▸ **Collected data**:
__________

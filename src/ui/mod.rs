// src/ui/mod.rs
//! ImGui integration
//!
//! Wires imgui, imgui-wgpu, and imgui-winit-support together and renders the
//! overlay into the current frame after the post chain has run.

pub mod panel;

use imgui::{Context, FontConfig, FontSource, MouseCursor};
use imgui_wgpu::{Renderer, RendererConfig};
use imgui_winit_support::{HiDpiMode, WinitPlatform};
use std::time::Instant;
use wgpu::{CommandEncoder, Device, Queue, TextureFormat, TextureView};
use winit::{event::Event, event::WindowEvent, window::Window};

pub use panel::scene_panel;

pub struct UiManager {
    pub context: Context,
    platform: WinitPlatform,
    renderer: Renderer,
    last_frame: Instant,
    last_cursor: Option<MouseCursor>,
}

impl UiManager {
    pub fn new(
        device: &Device,
        queue: &Queue,
        output_color_format: TextureFormat,
        window: &Window,
    ) -> Self {
        let mut context = Context::create();
        context.set_ini_filename(None);

        // Locked DPI mode; display size is driven in physical pixels
        let mut platform = WinitPlatform::new(&mut context);
        platform.attach_window(context.io_mut(), window, HiDpiMode::Locked(1.0));

        let font_size = 24.0;
        context.fonts().add_font(&[FontSource::DefaultFontData {
            config: Some(FontConfig {
                oversample_h: 1,
                pixel_snap_h: true,
                size_pixels: font_size,
                ..Default::default()
            }),
        }]);

        let renderer_config = RendererConfig {
            texture_format: output_color_format,
            ..Default::default()
        };
        let renderer = Renderer::new(&mut context, device, queue, renderer_config);

        Self {
            context,
            platform,
            renderer,
            last_frame: Instant::now(),
            last_cursor: None,
        }
    }

    /// Feeds a window event to imgui. Returns true when the UI captured it
    /// and the scene should not see it.
    pub fn handle_input<T>(&mut self, window: &Window, event: &Event<T>) -> bool {
        match event {
            Event::WindowEvent {
                event: window_event,
                ..
            } => match window_event {
                WindowEvent::CursorMoved { .. }
                | WindowEvent::MouseInput { .. }
                | WindowEvent::MouseWheel { .. }
                | WindowEvent::KeyboardInput { .. }
                | WindowEvent::Focused(_) => {
                    self.platform
                        .handle_event(self.context.io_mut(), window, event);

                    let io = self.context.io();
                    io.want_capture_mouse || io.want_capture_keyboard
                }
                _ => false,
            },
            _ => false,
        }
    }

    /// Builds and renders the UI for this frame on top of the color attachment.
    pub fn draw<F>(
        &mut self,
        device: &Device,
        queue: &Queue,
        encoder: &mut CommandEncoder,
        window: &Window,
        color_attachment: &TextureView,
        run_ui: F,
    ) where
        F: FnOnce(&imgui::Ui),
    {
        let now = Instant::now();
        self.context
            .io_mut()
            .update_delta_time(now - self.last_frame);
        self.last_frame = now;

        self.platform
            .prepare_frame(self.context.io_mut(), window)
            .expect("Failed to prepare frame");

        let ui = self.context.frame();
        run_ui(&ui);

        if self.last_cursor != ui.mouse_cursor() {
            self.last_cursor = ui.mouse_cursor();
            self.platform.prepare_render(&ui, window);
        }

        let draw_data = self.context.render();
        if draw_data.display_size[0] <= 0.0 || draw_data.display_size[1] <= 0.0 {
            return;
        }

        {
            let mut render_pass = encoder.begin_render_pass(&wgpu::RenderPassDescriptor {
                label: Some("imgui_render_pass"),
                color_attachments: &[Some(wgpu::RenderPassColorAttachment {
                    view: color_attachment,
                    resolve_target: None,
                    ops: wgpu::Operations {
                        load: wgpu::LoadOp::Load, // Load the rendered scene
                        store: wgpu::StoreOp::Store,
                    },
                })],
                depth_stencil_attachment: None,
                timestamp_writes: None,
                occlusion_query_set: None,
            });

            self.renderer
                .render(draw_data, queue, device, &mut render_pass)
                .expect("Failed to render ImGui");
        }
    }
}
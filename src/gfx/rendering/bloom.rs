// src/gfx/rendering/bloom.rs
//! Bloom post-processing resources
//!
//! Ordered chain over the offscreen scene buffer: bright-pass threshold
//! extract, separable gaussian blur (one pass per axis, ping-ponging between
//! two HDR targets), then composite onto the surface. Strength, radius, and
//! threshold come from the parameter store every frame.

use crate::gfx::resources::texture_resource::TextureResource;
use crate::params::BloomSettings;
use crate::wgpu_utils::{
    binding_builder::{BindGroupBuilder, BindGroupLayoutBuilder, BindGroupLayoutWithDesc},
    binding_types,
    uniform_buffer::UniformBuffer,
};

#[repr(C)]
#[derive(Copy, Clone, Debug, bytemuck::Pod, bytemuck::Zeroable)]
struct BloomUniform {
    strength: f32,
    radius: f32,
    threshold: f32,
    _pad: f32,
}

#[repr(C)]
#[derive(Copy, Clone, Debug, bytemuck::Pod, bytemuck::Zeroable)]
struct BlurUniform {
    texel: [f32; 2],
    direction: [f32; 2],
    radius: f32,
    _pad: [f32; 3],
}

/// GPU resources for the bloom chain.
///
/// The blurred result always lands back in `ping_a`, which is what the
/// composite bind group samples.
pub struct BloomChain {
    pub input_layout: BindGroupLayoutWithDesc,
    pub composite_layout: BindGroupLayoutWithDesc,
    pub params_layout: BindGroupLayoutWithDesc,

    pub ping_a: TextureResource,
    pub ping_b: TextureResource,

    pub extract_bind_group: wgpu::BindGroup,
    pub blur_h_bind_group: wgpu::BindGroup,
    pub blur_v_bind_group: wgpu::BindGroup,
    pub composite_bind_group: wgpu::BindGroup,
    pub blit_bind_group: wgpu::BindGroup,

    pub params_bind_group: wgpu::BindGroup,
    pub blur_h_params_bind_group: wgpu::BindGroup,
    pub blur_v_params_bind_group: wgpu::BindGroup,

    params_ubo: UniformBuffer<BloomUniform>,
    blur_h_ubo: UniformBuffer<BlurUniform>,
    blur_v_ubo: UniformBuffer<BlurUniform>,

    width: u32,
    height: u32,
}

impl BloomChain {
    pub fn new(
        device: &wgpu::Device,
        scene_color: &TextureResource,
        width: u32,
        height: u32,
    ) -> Self {
        let input_layout = BindGroupLayoutBuilder::new()
            .next_binding_fragment(binding_types::texture_2d())
            .next_binding_fragment(binding_types::sampler(wgpu::SamplerBindingType::Filtering))
            .create(device, "Bloom Input Layout");

        let composite_layout = BindGroupLayoutBuilder::new()
            .next_binding_fragment(binding_types::texture_2d())
            .next_binding_fragment(binding_types::sampler(wgpu::SamplerBindingType::Filtering))
            .next_binding_fragment(binding_types::texture_2d())
            .create(device, "Bloom Composite Layout");

        let params_layout = BindGroupLayoutBuilder::new()
            .next_binding_fragment(binding_types::uniform())
            .create(device, "Bloom Params Layout");

        let params_ubo = UniformBuffer::new(device);
        let blur_h_ubo = UniformBuffer::new(device);
        let blur_v_ubo = UniformBuffer::new(device);

        let params_bind_group = BindGroupBuilder::new(&params_layout)
            .resource(params_ubo.binding_resource())
            .create(device, "Bloom Params Bind Group");
        let blur_h_params_bind_group = BindGroupBuilder::new(&params_layout)
            .resource(blur_h_ubo.binding_resource())
            .create(device, "Blur H Params Bind Group");
        let blur_v_params_bind_group = BindGroupBuilder::new(&params_layout)
            .resource(blur_v_ubo.binding_resource())
            .create(device, "Blur V Params Bind Group");

        let (ping_a, ping_b) = Self::create_targets(device, width, height);
        let (
            extract_bind_group,
            blur_h_bind_group,
            blur_v_bind_group,
            composite_bind_group,
            blit_bind_group,
        ) = Self::create_io_bind_groups(
            device,
            &input_layout,
            &composite_layout,
            scene_color,
            &ping_a,
            &ping_b,
        );

        Self {
            input_layout,
            composite_layout,
            params_layout,
            ping_a,
            ping_b,
            extract_bind_group,
            blur_h_bind_group,
            blur_v_bind_group,
            composite_bind_group,
            blit_bind_group,
            params_bind_group,
            blur_h_params_bind_group,
            blur_v_params_bind_group,
            params_ubo,
            blur_h_ubo,
            blur_v_ubo,
            width,
            height,
        }
    }

    fn create_targets(
        device: &wgpu::Device,
        width: u32,
        height: u32,
    ) -> (TextureResource, TextureResource) {
        let ping_a = TextureResource::create_color_target(
            device,
            width,
            height,
            TextureResource::HDR_FORMAT,
            "Bloom Ping A",
        );
        let ping_b = TextureResource::create_color_target(
            device,
            width,
            height,
            TextureResource::HDR_FORMAT,
            "Bloom Ping B",
        );
        (ping_a, ping_b)
    }

    fn create_io_bind_groups(
        device: &wgpu::Device,
        input_layout: &BindGroupLayoutWithDesc,
        composite_layout: &BindGroupLayoutWithDesc,
        scene_color: &TextureResource,
        ping_a: &TextureResource,
        ping_b: &TextureResource,
    ) -> (
        wgpu::BindGroup,
        wgpu::BindGroup,
        wgpu::BindGroup,
        wgpu::BindGroup,
        wgpu::BindGroup,
    ) {
        let extract = BindGroupBuilder::new(input_layout)
            .texture(&scene_color.view)
            .sampler(&scene_color.sampler)
            .create(device, "Bloom Extract Bind Group");

        let blur_h = BindGroupBuilder::new(input_layout)
            .texture(&ping_a.view)
            .sampler(&ping_a.sampler)
            .create(device, "Bloom Blur H Bind Group");

        let blur_v = BindGroupBuilder::new(input_layout)
            .texture(&ping_b.view)
            .sampler(&ping_b.sampler)
            .create(device, "Bloom Blur V Bind Group");

        let composite = BindGroupBuilder::new(composite_layout)
            .texture(&scene_color.view)
            .sampler(&scene_color.sampler)
            .texture(&ping_a.view)
            .create(device, "Bloom Composite Bind Group");

        let blit = BindGroupBuilder::new(input_layout)
            .texture(&scene_color.view)
            .sampler(&scene_color.sampler)
            .create(device, "Blit Bind Group");

        (extract, blur_h, blur_v, composite, blit)
    }

    /// Recreates the ping-pong targets and bind groups after a surface resize.
    pub fn resize(
        &mut self,
        device: &wgpu::Device,
        scene_color: &TextureResource,
        width: u32,
        height: u32,
    ) {
        self.width = width;
        self.height = height;

        let (ping_a, ping_b) = Self::create_targets(device, width, height);
        self.ping_a = ping_a;
        self.ping_b = ping_b;

        let (extract, blur_h, blur_v, composite, blit) = Self::create_io_bind_groups(
            device,
            &self.input_layout,
            &self.composite_layout,
            scene_color,
            &self.ping_a,
            &self.ping_b,
        );
        self.extract_bind_group = extract;
        self.blur_h_bind_group = blur_h;
        self.blur_v_bind_group = blur_v;
        self.composite_bind_group = composite;
        self.blit_bind_group = blit;
    }

    /// Syncs the chain's uniforms from the current settings.
    pub fn update(&mut self, queue: &wgpu::Queue, settings: &BloomSettings) {
        self.params_ubo.update_content(
            queue,
            BloomUniform {
                strength: settings.strength,
                radius: settings.radius,
                threshold: settings.threshold,
                _pad: 0.0,
            },
        );

        let texel = [
            1.0 / self.width.max(1) as f32,
            1.0 / self.height.max(1) as f32,
        ];
        self.blur_h_ubo.update_content(
            queue,
            BlurUniform {
                texel,
                direction: [1.0, 0.0],
                radius: settings.radius,
                _pad: [0.0; 3],
            },
        );
        self.blur_v_ubo.update_content(
            queue,
            BlurUniform {
                texel,
                direction: [0.0, 1.0],
                radius: settings.radius,
                _pad: [0.0; 3],
            },
        );
    }
}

__________

▸ **Exercise details**: Check each line of the records for the string "true" and copy those that have it.

▸ **Task solution**:
                pixel_snap_h: true,
    /// Feeds a window event to imgui. Returns true when the UI captured it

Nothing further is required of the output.